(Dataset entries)
● ● ● ●

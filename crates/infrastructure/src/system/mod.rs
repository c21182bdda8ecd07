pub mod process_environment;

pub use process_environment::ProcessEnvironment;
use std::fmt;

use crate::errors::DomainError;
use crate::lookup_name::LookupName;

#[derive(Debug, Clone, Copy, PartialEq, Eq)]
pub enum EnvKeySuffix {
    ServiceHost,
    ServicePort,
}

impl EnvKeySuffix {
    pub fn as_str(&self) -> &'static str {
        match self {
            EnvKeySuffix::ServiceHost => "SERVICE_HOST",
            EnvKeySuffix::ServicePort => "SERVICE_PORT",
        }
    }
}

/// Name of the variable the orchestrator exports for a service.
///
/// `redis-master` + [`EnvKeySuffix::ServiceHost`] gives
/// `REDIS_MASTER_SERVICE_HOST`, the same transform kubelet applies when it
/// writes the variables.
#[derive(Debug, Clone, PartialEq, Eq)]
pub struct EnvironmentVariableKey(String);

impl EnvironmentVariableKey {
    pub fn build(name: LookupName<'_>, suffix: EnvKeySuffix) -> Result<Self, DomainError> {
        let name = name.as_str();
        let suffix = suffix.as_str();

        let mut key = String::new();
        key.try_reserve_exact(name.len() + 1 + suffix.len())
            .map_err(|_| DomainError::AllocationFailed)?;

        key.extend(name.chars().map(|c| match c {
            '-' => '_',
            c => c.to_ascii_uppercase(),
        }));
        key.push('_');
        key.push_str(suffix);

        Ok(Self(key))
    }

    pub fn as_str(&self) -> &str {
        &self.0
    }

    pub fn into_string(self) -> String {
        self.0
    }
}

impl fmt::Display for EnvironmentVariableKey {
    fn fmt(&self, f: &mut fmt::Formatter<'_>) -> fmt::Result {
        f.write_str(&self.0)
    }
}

● ● ● ●

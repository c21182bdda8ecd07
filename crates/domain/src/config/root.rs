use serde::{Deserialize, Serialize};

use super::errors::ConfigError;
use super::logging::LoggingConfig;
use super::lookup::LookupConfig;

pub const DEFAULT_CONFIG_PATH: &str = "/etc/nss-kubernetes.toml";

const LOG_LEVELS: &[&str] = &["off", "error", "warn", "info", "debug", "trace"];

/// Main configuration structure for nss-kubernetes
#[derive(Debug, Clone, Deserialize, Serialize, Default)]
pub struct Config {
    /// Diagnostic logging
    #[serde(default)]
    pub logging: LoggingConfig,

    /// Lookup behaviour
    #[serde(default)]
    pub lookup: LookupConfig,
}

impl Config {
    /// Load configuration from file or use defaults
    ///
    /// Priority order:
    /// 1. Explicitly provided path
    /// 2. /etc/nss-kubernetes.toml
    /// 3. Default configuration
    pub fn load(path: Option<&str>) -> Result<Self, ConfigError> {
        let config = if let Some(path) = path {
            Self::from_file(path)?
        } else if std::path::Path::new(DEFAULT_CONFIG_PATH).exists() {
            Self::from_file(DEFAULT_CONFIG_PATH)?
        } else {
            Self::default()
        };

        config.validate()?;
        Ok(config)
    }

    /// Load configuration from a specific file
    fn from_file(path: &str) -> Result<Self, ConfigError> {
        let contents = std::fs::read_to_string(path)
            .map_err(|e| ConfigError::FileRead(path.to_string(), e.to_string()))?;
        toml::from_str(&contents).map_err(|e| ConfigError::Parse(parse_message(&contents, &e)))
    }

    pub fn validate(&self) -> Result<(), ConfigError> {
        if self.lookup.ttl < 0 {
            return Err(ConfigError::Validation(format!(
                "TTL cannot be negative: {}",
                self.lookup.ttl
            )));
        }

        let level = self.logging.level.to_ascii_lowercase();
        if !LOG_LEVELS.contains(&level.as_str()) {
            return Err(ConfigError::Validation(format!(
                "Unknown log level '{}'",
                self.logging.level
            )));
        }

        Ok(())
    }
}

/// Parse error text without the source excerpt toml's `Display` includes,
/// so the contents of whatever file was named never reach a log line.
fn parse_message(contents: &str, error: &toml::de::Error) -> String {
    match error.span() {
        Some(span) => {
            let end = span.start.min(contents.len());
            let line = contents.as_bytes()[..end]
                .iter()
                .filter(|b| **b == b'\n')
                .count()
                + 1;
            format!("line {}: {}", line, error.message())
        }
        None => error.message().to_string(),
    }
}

● ● ● ●

How many lines in the entries contain the string "contents"? Answer with the number only.

● Solved problem: 6